Consumers in Massachusetts are squawking about “facility fees” that are added by hospital groups to patient bills to cover general overhead.
It remains to be seen if the protests are like those aimed at the weather–”everyone complains, but no one does anything about it.” But one of the daily newspapers in the region, the Boston Globe, has published numerous stories on what has become a sore subject to many consumers.
The most recent article described how many patients are refusing to pay facility fees, changed physicians, or even instituted personal bans against healthcare providers that charge such fees. Charging patients for general overhead has long been an industry best practice, but according to the Globe article, the practice is becoming more visible to consumers for two major reasons:
- Industry consolidation. More and more physician practices are joining hospital groups, and in turn their respective patients are being charged facility fees, even when service is provided in a setting outside the hospital.

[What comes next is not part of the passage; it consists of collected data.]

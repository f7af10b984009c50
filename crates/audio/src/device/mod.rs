//! Geraete-Schnittstellen (externe Kollaborateure)
//!
//! Die Engine enumeriert keine Geraete und spricht keine Treiber direkt an.
//! Sie bekommt einen `DeviceBackend`, der Geraete beschreibt und
//! `DeviceDriver`-Handles oeffnet. Benoetigt wird das nur beim Aufbau einer
//! Pipeline.

#[cfg(feature = "cpal-backend")]
pub mod cpal_backend;

use std::time::Duration;

use serde::{Deserialize, Serialize};
use tracing::debug;

use crate::error::{AudioError, AudioResult};
use crate::format::AudioFormat;

/// Natives Audio-API (ALSA, PulseAudio, WASAPI, ...)
#[derive(Debug, Clone, PartialEq, Eq)]
pub struct ApiInfo {
    pub id: u32,
    pub name: String,
}

/// Repraesentiert ein Audio-Geraet mit seinen Eigenschaften
#[derive(Debug, Clone, PartialEq, Eq)]
pub struct DeviceInfo {
    /// Bezeichner innerhalb des APIs
    pub id: u32,
    /// Anzeigename des Geraets
    pub name: String,
    pub input_channels: u16,
    pub output_channels: u16,
    /// Unterstuetzte Abtastraten
    pub sample_rates: Vec<u32>,
}

impl DeviceInfo {
    /// Maximale Kanalanzahl in der gegebenen Richtung
    pub fn channels(&self, direction: Direction) -> u16 {
        match direction {
            Direction::Input => self.input_channels,
            Direction::Output => self.output_channels,
        }
    }
}

/// Ergebnis einer Geraete-Abfrage fuer ein API
#[derive(Debug, Clone, Default)]
pub struct DeviceCatalog {
    pub devices: Vec<DeviceInfo>,
    pub default_input: Option<u32>,
    pub default_output: Option<u32>,
}

impl DeviceCatalog {
    pub fn find(&self, id: u32) -> Option<&DeviceInfo> {
        self.devices.iter().find(|d| d.id == id)
    }

    /// Geraete mit mindestens einem Kanal in der Richtung
    pub fn filter(&self, direction: Direction) -> impl Iterator<Item = &DeviceInfo> {
        self.devices.iter().filter(move |d| d.channels(direction) > 0)
    }

    /// Standard-Eingabegeraet oder `DeviceUnavailable`
    pub fn default_input_device(&self) -> AudioResult<&DeviceInfo> {
        self.default_input
            .and_then(|id| self.find(id))
            .ok_or_else(|| AudioError::DeviceUnavailable("kein Standard-Eingabegeraet".into()))
    }

    /// Standard-Ausgabegeraet oder `DeviceUnavailable`
    pub fn default_output_device(&self) -> AudioResult<&DeviceInfo> {
        self.default_output
            .and_then(|id| self.find(id))
            .ok_or_else(|| AudioError::DeviceUnavailable("kein Standard-Ausgabegeraet".into()))
    }
}

/// Datenrichtung eines Geraete-Streams
#[derive(Debug, Clone, Copy, PartialEq, Eq, Serialize, Deserialize)]
#[serde(rename_all = "lowercase")]
pub enum Direction {
    Input,
    Output,
}

/// Parameter zum Oeffnen eines Geraete-Streams
#[derive(Debug, Clone, PartialEq, Eq)]
pub struct StreamParams {
    pub api: u32,
    pub device_id: u32,
    pub format: AudioFormat,
}

impl StreamParams {
    /// Prueft die Parameter gegen die Faehigkeiten des Geraets
    pub fn validate(&self, device: &DeviceInfo, direction: Direction) -> AudioResult<()> {
        self.format.validieren()?;

        let available = device.channels(direction);
        if available == 0 {
            return Err(AudioError::DeviceUnavailable(format!(
                "{} hat keine {:?}-Kanaele",
                device.name, direction
            )));
        }
        if self.format.channels > available {
            return Err(AudioError::FormatMismatch(format!(
                "{} Kanaele angefordert, {} bietet nur {}",
                self.format.channels, device.name, available
            )));
        }
        if !device.sample_rates.is_empty() && !device.sample_rates.contains(&self.format.sample_rate) {
            return Err(AudioError::FormatMismatch(format!(
                "{} unterstuetzt {} Hz nicht (verfuegbar: {:?})",
                device.name, self.format.sample_rate, device.sample_rates
            )));
        }
        Ok(())
    }
}

/// Abtastraten, die beide Geraete unterstuetzen (aufsteigend)
pub fn common_sample_rates(a: &DeviceInfo, b: &DeviceInfo) -> Vec<u32> {
    let mut rates: Vec<u32> = a
        .sample_rates
        .iter()
        .copied()
        .filter(|rate| b.sample_rates.contains(rate))
        .collect();
    rates.sort_unstable();
    rates.dedup();
    rates
}

/// Bevorzugte Abtastrate: 48000 oder 32000 falls gemeinsam vorhanden, sonst die erste
pub fn preferred_sample_rate(common: &[u32]) -> Option<u32> {
    common
        .iter()
        .copied()
        .find(|&r| r == 48000 || r == 32000)
        .or_else(|| common.first().copied())
}

/// Offenes Handle auf einen Geraete-Stream.
///
/// Aufrufe koennen aus einem Echtzeit-Callback des Herstellers heraus
/// zurueckkehren; Implementierungen muessen `Send` sein.
pub trait DeviceDriver: Send {
    /// Fuellt `buf` mit genau einem Frame aufgenommener Samples
    fn read_frame(&mut self, buf: &mut [u8]) -> AudioResult<()>;

    /// Uebergibt genau einen Frame an das Geraet
    fn write_frame(&mut self, data: &[u8]) -> AudioResult<()>;

    /// Geraete-seitige Pause (Stream bleibt offen)
    fn pause(&mut self) -> AudioResult<()>;

    fn resume(&mut self) -> AudioResult<()>;

    /// Stoppt den Stream endgueltig; danach keine weiteren Aufrufe
    fn stop(&mut self) -> AudioResult<()>;

    /// Gespielte/aufgenommene Zeit seit Start
    fn current_time(&self) -> Duration;

    /// Vom Geraet gemeldete Latenz
    fn latency(&self) -> Option<Duration> {
        None
    }
}

/// Geraete-Erkennung und Stream-Oeffnung eines Audio-Backends
pub trait DeviceBackend: Send + Sync {
    /// Verfuegbare native APIs
    fn apis(&self) -> Vec<ApiInfo>;

    /// Geraete eines APIs inklusive Standard-Geraete
    fn discover_devices(&self, api: u32) -> AudioResult<DeviceCatalog>;

    fn open_input(&self, params: &StreamParams) -> AudioResult<Box<dyn DeviceDriver>>;

    fn open_output(&self, params: &StreamParams) -> AudioResult<Box<dyn DeviceDriver>>;
}

/// Erstes verfuegbares API oder `DeviceUnavailable`
pub fn first_api(backend: &dyn DeviceBackend) -> AudioResult<ApiInfo> {
    backend
        .apis()
        .into_iter()
        .next()
        .ok_or_else(|| AudioError::DeviceUnavailable("kein Audio-API verfuegbar".into()))
}

/// Loest ein Geraet auf (None = Standard-Geraet), prueft die Parameter
/// und liefert die fertigen `StreamParams`.
pub fn resolve_stream(
    backend: &dyn DeviceBackend,
    api: u32,
    device_id: Option<u32>,
    direction: Direction,
    format: AudioFormat,
) -> AudioResult<StreamParams> {
    let catalog = backend.discover_devices(api)?;
    let device = match device_id {
        Some(id) => catalog
            .find(id)
            .ok_or_else(|| AudioError::DeviceUnavailable(format!("Geraet {id} nicht gefunden")))?,
        None => match direction {
            Direction::Input => catalog.default_input_device()?,
            Direction::Output => catalog.default_output_device()?,
        },
    };

    let params = StreamParams {
        api,
        device_id: device.id,
        format,
    };
    params.validate(device, direction)?;

    debug!(
        geraet = %device.name,
        richtung = ?direction,
        format = %format,
        "Geraete-Stream aufgeloest"
    );
    Ok(params)
}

- High-deductibles. Health insurance plans with high deductibles are gaining ground in the marketplace, making charges once invisible to consumers now receiving greater scrutiny.

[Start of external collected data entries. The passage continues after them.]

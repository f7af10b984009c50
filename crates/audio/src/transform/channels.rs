//! Kanal-Anpassung Mono <-> N Kanaele
//!
//! Beim Hochmischen wird das Mono-Sample auf alle Kanaele kopiert, beim
//! Heruntermischen wird der Mittelwert gebildet.

use super::TransformStage;
use crate::error::{AudioError, AudioResult};
use crate::format::{AudioFormat, StreamFormat};
use crate::frame::Frame;

#[derive(Debug, Clone)]
pub struct ChannelRemix {
    input: AudioFormat,
    channels: u16,
}

impl ChannelRemix {
    /// Nur Mono nach N oder N nach Mono (bzw. gleiche Anzahl)
    pub fn new(input: AudioFormat, channels: u16) -> AudioResult<Self> {
        if channels == 0 {
            return Err(AudioError::Konfiguration("Kanalanzahl muss > 0 sein".into()));
        }
        if input.channels != channels && input.channels != 1 && channels != 1 {
            return Err(AudioError::Konfiguration(format!(
                "Kanal-Anpassung {} -> {} nicht unterstuetzt (nur Mono <-> N)",
                input.channels, channels
            )));
        }
        Ok(Self { input, channels })
    }

    pub fn output(&self) -> AudioFormat {
        self.input.with_channels(self.channels)
    }

    fn upmix(&self, data: &[u8]) -> Vec<u8> {
        let width = self.input.bytes_per_sample();
        let mut out = Vec::with_capacity(data.len() * self.channels as usize);
        for sample in data.chunks_exact(width) {
            for _ in 0..self.channels {
                out.extend_from_slice(sample);
            }
        }
        out
    }

    fn downmix(&self, data: &[u8]) -> Vec<u8> {
        let format = self.input.sample_format;
        let width = format.bytes_per_sample();
        let instant = width * self.input.channels as usize;
        let mut out = Vec::with_capacity(data.len() / self.input.channels as usize);
        for group in data.chunks_exact(instant) {
            let sum: f64 = group
                .chunks_exact(width)
                .map(|s| format.decode_normalized(s))
                .sum();
            format.encode_normalized(sum / self.input.channels as f64, &mut out);
        }
        out
    }
}

impl TransformStage for ChannelRemix {
    fn name(&self) -> &str {
        "channel-remix"
    }

    fn output_format(&self, input: &StreamFormat) -> AudioResult<StreamFormat> {
        match input {
            StreamFormat::Pcm(f) if *f == self.input => Ok(StreamFormat::Pcm(self.output())),
            other => Err(AudioError::FormatMismatch(format!(
                "Kanal-Anpassung erwartet PCM {}, bekommt {other}",
                self.input
            ))),
        }
    }

    fn apply(&mut self, frame: Frame) -> AudioResult<Frame> {
        frame
            .check_len(&self.input)
            .map_err(|e| AudioError::transform(self.name(), e.to_string()))?;
        if self.input.channels == self.channels {
            return Ok(frame);
        }
        let data = if self.input.channels == 1 {
            self.upmix(frame.data())
        } else {
            self.downmix(frame.data())
        };
        Ok(frame.with_data(data))
    }
}

#[cfg(test)]
mod tests {
    use super::*;
    use crate::format::SampleFormat;

    fn s16(values: &[i16]) -> Vec<u8> {
        values.iter().flat_map(|v| v.to_le_bytes()).collect()
    }

    #[test]
    fn mono_zu_stereo_dupliziert() {
        let input = AudioFormat::new(SampleFormat::S16, 1, 8000, 2).unwrap();
        let mut stage = ChannelRemix::new(input, 2).unwrap();
        let out = stage.apply(Frame::new(0, s16(&[100, -200]))).unwrap();
        assert_eq!(out.data().as_ref(), s16(&[100, 100, -200, -200]).as_slice());
    }

    #[test]
    fn stereo_zu_mono_mittelt() {
        let input = AudioFormat::new(SampleFormat::S16, 2, 8000, 2).unwrap();
        let mut stage = ChannelRemix::new(input, 1).unwrap();
        let out = stage.apply(Frame::new(0, s16(&[1000, 3000, -500, 500]))).unwrap();
        assert_eq!(out.data().as_ref(), s16(&[2000, 0]).as_slice());
    }

    #[test]
    fn n_zu_m_abgelehnt() {
        let input = AudioFormat::new(SampleFormat::S16, 2, 8000, 2).unwrap();
        assert!(ChannelRemix::new(input, 4).is_err());
        assert!(ChannelRemix::new(input, 0).is_err());
    }
}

While no official action has been taken by state authorities that oversee healthcare, the practice is drawing attention. Reports the Globe:
State officials have taken notice of the uproar. The Health Policy Commission, a newly created agency that monitors health care costs, decided to examine these so-called “facility fees” after the Globe published a story in January about a patient charged $1,525 in operating room and facility fees for a minor skin procedure. And a spokesman for Attorney General Martha Coakley said last week her office is reviewing the practice after receiving complaints from consumers.